EXERCISE GOAL: Some lines below hold "code". Pick them out and copy them.

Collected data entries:
++++++++
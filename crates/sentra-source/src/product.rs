use chrono::{DateTime, Utc};
use serde::Deserialize;

/// The slice of a catalog record this crate needs to build download URLs.
///
/// Catalog search and metadata normalization happen upstream; whatever
/// extra fields the provider returned are ignored here.
#[derive(Debug, Clone, PartialEq, Deserialize)]
pub struct ProductRecord {
    /// Stable catalog identifier (ESA OData UUID).
    pub uuid: String,

    /// Display name, e.g.
    /// `S1B_IW_GRDH_1SSV_20161014T012841_20161014T012906_002496_00435F_BB18`.
    pub name: String,

    /// Platform label, e.g. `Sentinel-1`.
    #[serde(default)]
    pub platform: Option<String>,

    /// Product type tag: `GRD`, `SLC`, `S2MSI1C`, ...
    pub product_type: String,

    /// SAR polarization mode (`VV`, `HH`, `VV VH`, ...), when applicable.
    #[serde(default)]
    pub polarization_mode: Option<String>,

    /// SAR sensor mode (`IW`, `EW`, ...), when applicable.
    #[serde(default)]
    pub sensor_mode: Option<String>,

    /// Acquisition footprint as WKT; opaque to this crate.
    #[serde(default)]
    pub footprint: Option<String>,

    /// Acquisition start time.
    #[serde(default, alias = "beginposition")]
    pub acquired: Option<DateTime<Utc>>,
}

impl ProductRecord {
    /// Build a minimal record; the optional attributes default to `None`.
    pub fn new(
        uuid: impl Into<String>,
        name: impl Into<String>,
        product_type: impl Into<String>,
    ) -> Self {
        Self {
            uuid: uuid.into(),
            name: name.into(),
            platform: None,
            product_type: product_type.into(),
            polarization_mode: None,
            sensor_mode: None,
            footprint: None,
            acquired: None,
        }
    }

    #[must_use]
    pub fn polarization(mut self, mode: impl Into<String>) -> Self {
        self.polarization_mode = Some(mode.into());
        self
    }
}

#[cfg(test)]
mod tests {
    use super::*;

    #[test]
    fn deserializes_catalog_json() {
        let json = r#"{
            "uuid": "2b17b57d-fff4-4645-b539-91f305c27c69",
            "name": "S1B_IW_GRDH_1SSV_20161014T012841_20161014T012906_002496_00435F_BB18",
            "platform": "Sentinel-1",
            "product_type": "GRD",
            "polarization_mode": "VV",
            "sensor_mode": "IW",
            "beginposition": "2016-10-14T01:28:41Z"
        }"#;

        let record: ProductRecord = serde_json::from_str(json).unwrap();
        assert_eq!(record.product_type, "GRD");
        assert_eq!(record.polarization_mode.as_deref(), Some("VV"));
        assert!(record.acquired.is_some());
        assert!(record.footprint.is_none());
    }
}
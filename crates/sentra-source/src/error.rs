//! Error types for sentra-source.

use sentra_fetch::FetchError;
use thiserror::Error;

#[derive(Debug, Error)]
pub enum SourceError {
    #[error("resource not found")]
    NotFound,

    #[error("authentication rejected")]
    AuthRejected,

    #[error("unexpected status {0}")]
    UnexpectedStatus(u16),

    #[error("transport failure: {0}")]
    Transport(#[source] FetchError),

    #[error("invalid product identifier {0:?}")]
    InvalidProductId(String),

    #[error("invalid product name {name:?}: {reason}")]
    InvalidProductName { name: String, reason: String },

    #[error("product record is missing {0}")]
    MissingAttribute(&'static str),

    #[error("unsupported product type {0:?} for archive download")]
    UnsupportedProductType(String),

    #[error("no secondary provider is configured")]
    NoSecondary,
}

impl SourceError {
    /// Classify a downloader failure, keeping the HTTP status mapping in
    /// one place: 404 means the product is not hosted there, 401/403 mean
    /// the account was refused, anything else non-2xx is unexpected.
    pub(crate) fn classify(e: FetchError) -> Self {
        match e {
            FetchError::Status { code: 404 } => SourceError::NotFound,
            FetchError::Status { code: 401 | 403 } => SourceError::AuthRejected,
            FetchError::Status { code } => SourceError::UnexpectedStatus(code),
            other => SourceError::Transport(other),
        }
    }
}
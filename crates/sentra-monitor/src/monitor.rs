use std::path::{Path, PathBuf};
use std::time::{Duration, Instant};

use tokio::sync::watch;
use tokio::task::JoinHandle;
use tracing::{debug, info};

use crate::sample::{ProgressSample, format_bytes};

/// Default wall-clock interval between size polls.
pub const DEFAULT_POLL_INTERVAL: Duration = Duration::from_secs(30);

/// Diagnostics returned by [`TransferMonitor::finish`].
#[derive(Debug, Clone)]
pub struct MonitorReport {
    /// Total time the monitor was alive.
    pub elapsed: Duration,

    /// Every sample taken, oldest first. Always contains at least the
    /// sample taken at startup and the one taken at shutdown.
    pub samples: Vec<ProgressSample>,
}

impl MonitorReport {
    /// Final observed size, if any sample was taken.
    pub fn final_size(&self) -> Option<u64> {
        self.samples.last().map(|s| s.bytes_observed)
    }
}

/// Observes a file being written by someone else.
///
/// The monitor polls the destination's size at a fixed interval on a
/// background task and logs throughput. It never reads the writer's
/// counters and never errors: a missing file is reported as zero bytes,
/// which is exactly what "the transfer has not produced data yet" looks
/// like from outside.
///
/// `finish` consumes the monitor, so it cannot be stopped twice, and it
/// blocks until the sampling task has observed the stop signal and
/// exited — no orphaned task survives a transfer.
#[derive(Debug)]
pub struct TransferMonitor {
    stop: watch::Sender<bool>,
    task: JoinHandle<Vec<ProgressSample>>,
    started: Instant,
}

impl TransferMonitor {
    /// Start monitoring `path` at the default 30 s interval.
    pub fn spawn(path: impl Into<PathBuf>) -> Self {
        Self::with_interval(path, DEFAULT_POLL_INTERVAL)
    }

    /// Start monitoring `path`, polling every `interval`.
    pub fn with_interval(path: impl Into<PathBuf>, interval: Duration) -> Self {
        let path = path.into();
        let (stop, stopped) = watch::channel(false);
        let started = Instant::now();
        let task = tokio::spawn(sample_loop(path, interval, stopped, started));
        Self {
            stop,
            task,
            started,
        }
    }

    /// Signal the sampling loop to stop and wait for it to exit.
    pub async fn finish(self) -> MonitorReport {
        let _ = self.stop.send(true);
        let samples = self.task.await.unwrap_or_default();
        let elapsed = self.started.elapsed();
        info!(
            elapsed_secs = elapsed.as_secs_f64(),
            samples = samples.len(),
            "transfer monitoring finished"
        );
        MonitorReport { elapsed, samples }
    }
}

async fn sample_loop(
    path: PathBuf,
    interval: Duration,
    mut stopped: watch::Receiver<bool>,
    started: Instant,
) -> Vec<ProgressSample> {
    let mut samples = Vec::new();
    let mut previous: Option<(u64, Instant)> = None;

    loop {
        take_sample(&path, started, &mut previous, &mut samples).await;

        tokio::select! {
            // Fires on the stop signal, or immediately if the owning
            // monitor was dropped without finish().
            _ = stopped.changed() => break,
            _ = tokio::time::sleep(interval) => {}
        }
    }

    // Record where the file ended up once the writer is done.
    take_sample(&path, started, &mut previous, &mut samples).await;
    samples
}

async fn take_sample(
    path: &Path,
    started: Instant,
    previous: &mut Option<(u64, Instant)>,
    samples: &mut Vec<ProgressSample>,
) {
    let observed = observed_size(path).await;
    let now = Instant::now();

    let rate = match *previous {
        Some((prior, at)) => {
            let secs = now.duration_since(at).as_secs_f64();
            if secs > 0.0 {
                observed.saturating_sub(prior) as f64 / secs
            } else {
                0.0
            }
        }
        None => 0.0,
    };

    debug!(
        file = %path.display(),
        total = %format_bytes(observed),
        rate = %format!("{}/s", format_bytes(rate as u64)),
        "transfer progress"
    );

    samples.push(ProgressSample {
        bytes_observed: observed,
        elapsed: started.elapsed(),
        rate_bytes_per_sec: rate,
    });
    *previous = Some((observed, now));
}

/// Size of the file right now. A file that does not exist, is not a
/// regular file, or cannot be stat'ed counts as not yet present.
async fn observed_size(path: &Path) -> u64 {
    match tokio::fs::metadata(path).await {
        Ok(meta) if meta.is_file() => meta.len(),
        _ => 0,
    }
}

#[cfg(test)]
mod tests {
    use super::*;
    use std::io::Write;
    use std::time::Duration;

    #[tokio::test]
    async fn missing_file_reports_zero_bytes() {
        let dir = tempfile::tempdir().unwrap();
        let monitor =
            TransferMonitor::with_interval(dir.path().join("never"), Duration::from_millis(20));
        tokio::time::sleep(Duration::from_millis(50)).await;
        let report = monitor.finish().await;

        assert!(!report.samples.is_empty());
        assert!(report.samples.iter().all(|s| s.bytes_observed == 0));
    }

    #[tokio::test]
    async fn observes_growth_between_samples() {
        let dir = tempfile::tempdir().unwrap();
        let target = dir.path().join("growing.bin");

        let monitor = TransferMonitor::with_interval(&target, Duration::from_millis(25));

        let mut file = std::fs::File::create(&target).unwrap();
        for _ in 0..4 {
            file.write_all(&[0u8; 64 * 1024]).unwrap();
            file.flush().unwrap();
            tokio::time::sleep(Duration::from_millis(30)).await;
        }
        drop(file);

        let report = monitor.finish().await;
        assert_eq!(report.final_size(), Some(4 * 64 * 1024));
        assert!(report.samples.iter().any(|s| s.rate_bytes_per_sec > 0.0));
    }

    #[tokio::test]
    async fn finish_returns_within_one_interval() {
        let dir = tempfile::tempdir().unwrap();
        let interval = Duration::from_secs(30);
        let monitor = TransferMonitor::with_interval(dir.path().join("idle"), interval);

        let started = Instant::now();
        let _ = monitor.finish().await;
        assert!(started.elapsed() < interval);
    }

    #[tokio::test]
    async fn does_not_disturb_the_file() {
        let dir = tempfile::tempdir().unwrap();
        let target = dir.path().join("data.bin");
        std::fs::write(&target, vec![9u8; 128 * 1024]).unwrap();

        let monitor = TransferMonitor::with_interval(&target, Duration::from_millis(10));
        tokio::time::sleep(Duration::from_millis(40)).await;
        let _ = monitor.finish().await;

        let contents = std::fs::read(&target).unwrap();
        assert_eq!(contents.len(), 128 * 1024);
        assert!(contents.iter().all(|&b| b == 9));
    }
}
++++++++
PROBLEM SOLUTION:
            FetchError::Status { code: 404 } => SourceError::NotFound,
            FetchError::Status { code: 401 | 403 } => SourceError::AuthRejected,
            FetchError::Status { code } => SourceError::UnexpectedStatus(code),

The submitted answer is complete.